Monday, July 9, 2018
Science fiction and the City: The year's hardest TV show, The City and the City, is coming to ITV Choice in which a detective tries to solve a murder in strange, parallel worlds.
It's English Lit. third year time for DStv Premium and DStv Compact Plus subscribers, with the year's hardest and most difficult TV show starting on ITV Choice (DStv 123) on Tuesday 17 July at 20:00: the 4-part science fiction series, The City and the City adapted from the British fantasy writer China Miéville's book.
China Miéville wrote The City and the City for his terminally-ill mother, and the BBC turned it into a miniseries earlier this year, produced by Mammoth Screen and filmed in Liverpool and Manchester, and distributed by ITV Studios.
I watched The City and the City earlier this year and the drama is definitely not the mindlessly entertaining reality singing competition TV show fare you can watch without thinking. The drama series requires real concentration and dedication from you as the viewer.
The 4-episode series asks the viewer to engage, think, observe and to constantly put all of the available puzzle pieces together just like when reading Brideshead Revisited for a third year English literature course where all of the colours, motifs, character motivations and metaphors mean something to the bigger overall story.

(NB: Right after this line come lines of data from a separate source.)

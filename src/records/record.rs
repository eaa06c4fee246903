//! # Ephemeral log record and the formatting contract.
//!
//! A [`Record`] exists only for the duration of one log call: the facade
//! builds it, renders it into the final line, hands the line to the
//! dispatch queue, and drops it. Records are never stored.
//!
//! ## Format
//! ```text
//! [category] message {"key":"value"}
//! ```
//! - the `[category] ` prefix appears only when a non-empty category is set;
//! - the context suffix appears only when a context value was attached, as
//!   its JSON rendering with a single leading space;
//! - the components are space-joined in that fixed order.
//!
//! ## Example
//! ```rust
//! use logvisor::{Level, Record};
//!
//! let rec = Record::new(Level::Log, "User logged in")
//!     .with_context(&serde_json::json!({"userId": 123}))?
//!     .with_category("auth");
//!
//! assert_eq!(rec.render(), r#"[auth] User logged in {"userId":123}"#);
//! # Ok::<(), logvisor::LogError>(())
//! ```

use std::sync::Arc;

use serde::Serialize;

use crate::error::LogError;
use crate::records::Level;

/// One log call, before formatting.
///
/// Context is serialized eagerly by [`Record::with_context`], so a
/// serialization failure surfaces to the caller synchronously, before the
/// record is rendered or dispatched.
#[derive(Debug, Clone)]
pub struct Record {
    /// Entry point this record came from.
    pub level: Level,
    /// The log message.
    pub message: String,
    /// Pre-rendered JSON context, if any.
    pub context: Option<String>,
    /// Optional category tag.
    pub category: Option<Arc<str>>,
}

impl Record {
    /// Creates a new record with no context and no category.
    pub fn new(level: Level, message: impl Into<String>) -> Self {
        Self {
            level,
            message: message.into(),
            context: None,
            category: None,
        }
    }

    /// Attaches a category tag.
    ///
    /// An empty category is kept but treated as absent when rendering.
    #[inline]
    pub fn with_category(mut self, category: impl Into<Arc<str>>) -> Self {
        self.category = Some(category.into());
        self
    }

    /// Attaches a context value, serializing it to JSON immediately.
    ///
    /// # Errors
    /// Returns [`LogError::ContextSerialization`] when the value cannot be
    /// rendered as JSON (e.g. a map with non-string keys).
    pub fn with_context<C>(mut self, context: &C) -> Result<Self, LogError>
    where
        C: Serialize + ?Sized,
    {
        let rendered = serde_json::to_string(context)
            .map_err(|source| LogError::ContextSerialization { source })?;
        self.context = Some(rendered);
        Ok(self)
    }

    /// Renders the record into its final line.
    ///
    /// The level is never part of this rendering; the facade prepends a
    /// `[level] ` tag itself when configured to.
    pub fn render(&self) -> String {
        let category = self.category.as_deref().filter(|c| !c.is_empty());
        let extra = category.map_or(0, |c| c.len() + 3)
            + self.context.as_ref().map_or(0, |c| c.len() + 1);

        let mut line = String::with_capacity(self.message.len() + extra);
        if let Some(cat) = category {
            line.push('[');
            line.push_str(cat);
            line.push_str("] ");
        }
        line.push_str(&self.message);
        if let Some(ctx) = &self.context {
            line.push(' ');
            line.push_str(ctx);
        }
        line
    }
}
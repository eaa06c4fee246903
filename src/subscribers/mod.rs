//! # Log subscribers.
//!
//! This module provides the [`Subscribe`] trait, the closure adapter
//! [`SubscriberFn`], and the ordered registry the facade mutates through
//! `subscribe`/`unsubscribe`.
//!
//! ## Architecture
//! ```text
//! Notification flow:
//!   Logger ── enqueue(Notification) ──► DispatchQueue ──► worker
//!                                                            │
//!                                              registry.snapshot() (at delivery time)
//!                                                            │
//!                                               ┌────────────┼────────────┐
//!                                               ▼            ▼            ▼
//!                                          sub1.on_log  sub2.on_log  subN.on_log
//!                                          (insertion order, awaited in turn)
//! ```
//!
//! ## Implementing custom subscribers
//! ```rust
//! use logvisor::{Notification, Subscribe};
//!
//! struct Metrics;
//!
//! #[async_trait::async_trait]
//! impl Subscribe for Metrics {
//!     async fn on_log(&self, n: &Notification) {
//!         if n.category() == Some("auth") {
//!             // increment auth counter
//!         }
//!     }
//! }
//! ```

#[cfg(feature = "console")]
mod console;
mod registry;
mod subscribe;
mod subscriber_fn;

#[cfg(feature = "console")]
pub use console::ConsoleWriter;
pub(crate) use registry::SubscriberRegistry;
pub use subscribe::{Subscribe, SubscriberRef};
pub use subscriber_fn::SubscriberFn;
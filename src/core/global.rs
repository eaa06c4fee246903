//! # Process-wide default facade.
//!
//! The primary API is an explicitly constructed [`Logger`] handed to the
//! components that log (dependency injection). For drop-in convenience a
//! single process-wide instance is also offered: [`default_logger`] plus
//! the free functions [`l`], [`w`], [`e`], [`i`], [`d`], [`log_sub`],
//! [`log_unsub`] and [`log_flush`] that delegate to it.
//!
//! The default instance is created lazily on first use with
//! [`Config::default`]; call [`install`] earlier to use a custom-configured
//! instance instead. Either way the first touch must happen inside a tokio
//! runtime (it spawns the dispatch worker), and the instance lives for the
//! rest of the process; it is never torn down.
//!
//! ## Example
//! ```rust
//! use logvisor::{Notification, SubscriberFn, SubscriberRef, NO_CONTEXT};
//!
//! #[tokio::main(flavor = "current_thread")]
//! async fn main() -> Result<(), logvisor::LogError> {
//!     let printer: SubscriberRef = SubscriberFn::arc("printer", |n: Notification| async move {
//!         println!("{}", n.line());
//!     });
//!     logvisor::log_sub(printer.clone());
//!
//!     let line = logvisor::i("Cache cleared", NO_CONTEXT, None)?;
//!     assert_eq!(line, "Cache cleared");
//!
//!     logvisor::log_flush().await;
//!     logvisor::log_unsub(&printer);
//!     Ok(())
//! }
//! ```

use std::sync::OnceLock;

use serde::Serialize;

use crate::core::{Config, Logger};
use crate::error::LogError;
use crate::records::Level;
use crate::subscribers::SubscriberRef;

static DEFAULT: OnceLock<Logger> = OnceLock::new();

/// Installs `logger` as the process-wide default.
///
/// Returns `false` when a default instance already exists (installed
/// earlier or created lazily by a previous call into this module); the
/// existing instance is kept and `logger` is dropped.
pub fn install(logger: Logger) -> bool {
    DEFAULT.set(logger).is_ok()
}

/// Returns the process-wide default facade, creating it on first use.
///
/// Must first be called from within a tokio runtime.
pub fn default_logger() -> &'static Logger {
    DEFAULT.get_or_init(|| Logger::new(Config::default(), Vec::new()))
}

/// Generic log entry point on the default facade.
pub fn l<C>(message: &str, context: Option<&C>, category: Option<&str>) -> Result<String, LogError>
where
    C: Serialize + ?Sized,
{
    default_logger().log(Level::Log, message, context, category)
}

/// Warning entry point on the default facade.
pub fn w<C>(message: &str, context: Option<&C>, category: Option<&str>) -> Result<String, LogError>
where
    C: Serialize + ?Sized,
{
    default_logger().log(Level::Warn, message, context, category)
}

/// Error entry point on the default facade.
pub fn e<C>(message: &str, context: Option<&C>, category: Option<&str>) -> Result<String, LogError>
where
    C: Serialize + ?Sized,
{
    default_logger().log(Level::Error, message, context, category)
}

/// Info entry point on the default facade.
pub fn i<C>(message: &str, context: Option<&C>, category: Option<&str>) -> Result<String, LogError>
where
    C: Serialize + ?Sized,
{
    default_logger().log(Level::Info, message, context, category)
}

/// Debug entry point on the default facade.
pub fn d<C>(message: &str, context: Option<&C>, category: Option<&str>) -> Result<String, LogError>
where
    C: Serialize + ?Sized,
{
    default_logger().log(Level::Debug, message, context, category)
}

/// Registers a subscriber on the default facade.
pub fn log_sub(subscriber: SubscriberRef) {
    default_logger().subscribe(subscriber);
}

/// Removes a subscriber registration from the default facade.
pub fn log_unsub(subscriber: &SubscriberRef) {
    default_logger().unsubscribe(subscriber);
}

/// Waits until everything logged so far through the default facade has
/// been delivered.
pub async fn log_flush() {
    default_logger().flush().await;
}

The City and the City where the characters speak English, is a cross between science fiction and a police procedural and is set in a grim-looking, fictional, Eastern Europe city called Besźel.
Don't get freaked out at first if, like in Star Wars with its written language Aurebesh, you can't understand or fully read the written text appearing on posters or objects in the show - it's like that on purpose.
The residents of Besźel inhabit a fantasy-type city, where everything looks rundown and is filled with industrial-type 70's technology (cars, homes, hotels) although the story is set in the present time. Somehow like the former East Germany, they've remained stuck behind the times.
Now the kicker: The City and the City gets its name from Besźel actually sharing the same physical space and time with another parallel world: the city of Ul Qoma.
Ul Qoma is a clean and glassed skyscraper urban environment with this shiny, technology-advanced city that also has its own uniquely different, written language style.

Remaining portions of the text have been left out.